Christian Wernicke, Manchester, New Hampshire

Der alte Mann, der da die Holzbühne betritt, wirkt nicht wie ein Präsident. Und er sieht nicht aus wie einer, der den mächtigsten Job der Welt je haben will: Sein Gang wirkt tapsig, und der dunkle Anzug schlackert um seinen hageren Körper. Beim Reden beugt Paul seinen grauhaarigen Schädel vor, oft nickt er sich selbst zu, und so hat der 76-jährige Kongressabgeordnete aus Texas über die Jahre einen Buckel ausgebildet. Denn er redet viel. Und oft endlos.

Ron Paul (mit Ehefrau Carol) war der heimliche Sieger von New Hampshire. (Foto: AFP)

In der Nacht seines Triumphes jedoch kommt er nie weit. "President Paul", schreien seine Anhänger, der stickige Hotelsaal am Rande von Manchester droht zu bersten.
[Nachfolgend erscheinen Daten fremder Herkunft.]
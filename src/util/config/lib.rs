/* ************************************************************************ **
** This file is part of lalg, and is licensed under EITHER the MIT license  **
** or the Apache 2.0 license, at your option.                               **
**                                                                          **
**     http://www.apache.org/licenses/LICENSE-2.0                           **
**     http://opensource.org/licenses/MIT                                   **
** ************************************************************************ */

//! Reading of YAML documents.
//!
//! Types implement [`YamlRead`] through [`derive_yaml_read!`]. Unrecognized
//! keys are reported through `log::warn!` rather than rejected, so that a
//! typo in a script is visible without making the script unusable.

pub use self::monomorphize::YamlRead;
#[macro_use]
mod monomorphize;

#[doc(hidden)] // used by macro
pub mod reexports {
    pub use failure;
    pub use log;
    pub use serde_ignored;
    pub use serde_yaml;
}

pub type FailResult<T> = Result<T, failure::Error>;
/* ************************************************************************ **
** This file is part of lalg, and is licensed under EITHER the MIT license  **
** or the Apache 2.0 license, at your option.                               **
**                                                                          **
**     http://www.apache.org/licenses/LICENSE-2.0                           **
**     http://opensource.org/licenses/MIT                                   **
** ************************************************************************ */

//! `assert_close!`, for comparing floating point data in tests.
//!
//! ```text
//! assert_close!(a, b);
//! assert_close!(abs=1e-12, a, b);
//! assert_close!(rel=1e-5, abs=1e-12, a, b, "with a {}", "message");
//! ```
//!
//! The defaults are a relative tolerance of [`DEFAULT_NONZERO_TOL`] and no
//! absolute tolerance, so comparisons against zero need an explicit `abs`.

use std::fmt;

pub const DEFAULT_NONZERO_TOL: f64 = 1e-9;

#[macro_export]
macro_rules! assert_close {
    ($($t:tt)*) => {
        $crate::assert_close_impl!{@parsing [$($t)*] [[@rel $crate::DEFAULT_NONZERO_TOL] [@abs 0.0]]}
    };
}

#[macro_export]
macro_rules! debug_assert_close {
    ($($t:tt)*) => {{
        #[cfg(debug_assertions)] {
            $crate::assert_close!{$($t)*}
        }
    }};
}

#[doc(hidden)]
#[macro_export]
macro_rules! assert_close_impl {
    (@parsing [rel=$tol:expr, $($rest:tt)*] [$($assignment:tt)*]) => {
        $crate::assert_close_impl!(@parsing [$($rest)*] [$($assignment)* [@rel $tol]]);
    };
    (@parsing [abs=$tol:expr, $($rest:tt)*] [$($assignment:tt)*]) => {
        $crate::assert_close_impl!(@parsing [$($rest)*] [$($assignment)* [@abs $tol]]);
    };
    (@parsing [$a:expr, $b:expr $(,)*] $assignments:tt) => {
        $crate::assert_close_impl!(@expand $assignments [@comp $a, $b] [@fmt "not nearly equal!"])
    };
    (@parsing [$a:expr, $b:expr, $($fmt:tt)+] $assignments:tt) => {
        $crate::assert_close_impl!(@expand $assignments [@comp $a, $b] [@fmt $($fmt)+])
    };
    (@expand [$($assignment:tt)*] [@comp $a:expr, $b:expr] [@fmt $($fmt:tt)+] ) => {
        #[allow(unused_mut)]
        #[allow(unused_assignments)]
        {
            let a = $a;
            let b = $b;

            let mut abs;
            let mut rel;
            $(
                $crate::assert_close_impl!{@stmt::assign [abs, rel] $assignment}
            )*

            if let Err(e) = $crate::CheckClose::check_close(&a, &b, $crate::Tolerances { abs, rel }) {
                panic!(
                "{} (tolerances: rel={}, abs={})\n left: {:?}\nright: {:?}\n{}",
                 format!($($fmt)*), rel, abs, a, b, e);
            }
        }
    };
    (@stmt::assign [$abs:ident, $rel:ident] [@abs $tol:expr]) => { $abs = $tol; };
    (@stmt::assign [$abs:ident, $rel:ident] [@rel $tol:expr]) => { $rel = $tol; };
}

/// Python's `math.isclose`.
#[doc(hidden)]
#[inline]
pub fn __is_close(a: f64, b: f64, Tolerances { abs, rel }: Tolerances) -> bool {
    assert!(rel >= 0.0);
    assert!(abs >= 0.0);

    // catch infinities of same sign
    if a == b { return true; }

    // catch infinities of opposite sign, avoiding infinite relative tolerance
    if a.is_infinite() || b.is_infinite() { return false; }

    // case for general values and NaN.
    (a - b).abs() < abs.max(rel * a.abs()).max(rel * b.abs())
}

#[derive(Debug, Copy, Clone)]
pub struct Tolerances<T = f64> {
    pub abs: T,
    pub rel: T,
}

#[derive(Debug, thiserror::Error)]
pub enum CheckCloseError<T: fmt::Debug = f64> {
    #[error("failed at:\n  left: {:?}\n right: {:?}\n   tol: {:?}", .values.0, .values.1, .tol)]
    Values {
        values: (T, T),
        tol: Tolerances<T>,
    },
    #[error("lengths differ: {} vs {}", .0, .1)]
    Lengths(usize, usize),
}

pub trait CheckClose<Rhs: ?Sized = Self> {
    type Scalar: fmt::Debug;

    /// Test that all values of self and other are close.
    fn check_close(&self, other: &Rhs, tol: Tolerances) -> Result<(), CheckCloseError<Self::Scalar>>;
}

impl CheckClose for f64 {
    type Scalar = f64;

    #[inline]
    fn check_close(&self, other: &Self, tol: Tolerances) -> Result<(), CheckCloseError<f64>>
    {
        match __is_close(*self, *other, tol) {
            true => Ok(()),
            false => Err(CheckCloseError::Values { values: (*self, *other), tol }),
        }
    }
}

impl<'a, T: ?Sized + CheckClose> CheckClose for &'a T {
    type Scalar = T::Scalar;

    fn check_close(&self, other: &Self, tol: Tolerances) -> Result<(), CheckCloseError<Self::Scalar>>
    { CheckClose::check_close(*self, *other, tol) }
}

impl<T: CheckClose> CheckClose for [T] {
    type Scalar = T::Scalar;

    fn check_close(&self, other: &Self, tol: Tolerances) -> Result<(), CheckCloseError<Self::Scalar>>
    {
        if self.len() != other.len() {
            return Err(CheckCloseError::Lengths(self.len(), other.len()));
        }
        self.iter().zip(other)
            .map(|(a, b)| a.check_close(b, tol))
            .collect()
    }
}

impl<T: CheckClose> CheckClose for Vec<T> {
    type Scalar = T::Scalar;

    fn check_close(&self, other: &Self, tol: Tolerances) -> Result<(), CheckCloseError<Self::Scalar>>
    { self[..].check_close(&other[..], tol) }
}

impl<T: CheckClose, const N: usize> CheckClose for [T; N] {
    type Scalar = T::Scalar;

    fn check_close(&self, other: &Self, tol: Tolerances) -> Result<(), CheckCloseError<Self::Scalar>>
    { self[..].check_close(&other[..], tol) }
}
Ron Paul lächelt, selig blickt er herab auf seine Jünger, die allesamt seine Enkel sein könnten: "Wundervoll", entfährt es ihm, "all die Jahre habe ich nicht gewusst, dass ihr da seid."

Seit vier Jahrzehnten kämpft Paul für seine Vision einer radikal-libertären, nur Gottes Fügung und der unsichtbaren Hand des Marktes gehorchenden Welt - und dieser 10. Januar 2012 ist sein größter politischer Moment: Bei der zweiten Vorwahl im Rennen um die republikanische Präsidentschaftskandidatur ist er Zweiter geworden, fast jeder vierte Wähler stimmte für den Außenseiter: "Dies ist ein Sieg für die Sache der Freiheit!", ruft Paul mit seiner typisch blechernen Stimme. "Yeah!", schallt es vom Parkett zurück, "President Paul, President Paul!"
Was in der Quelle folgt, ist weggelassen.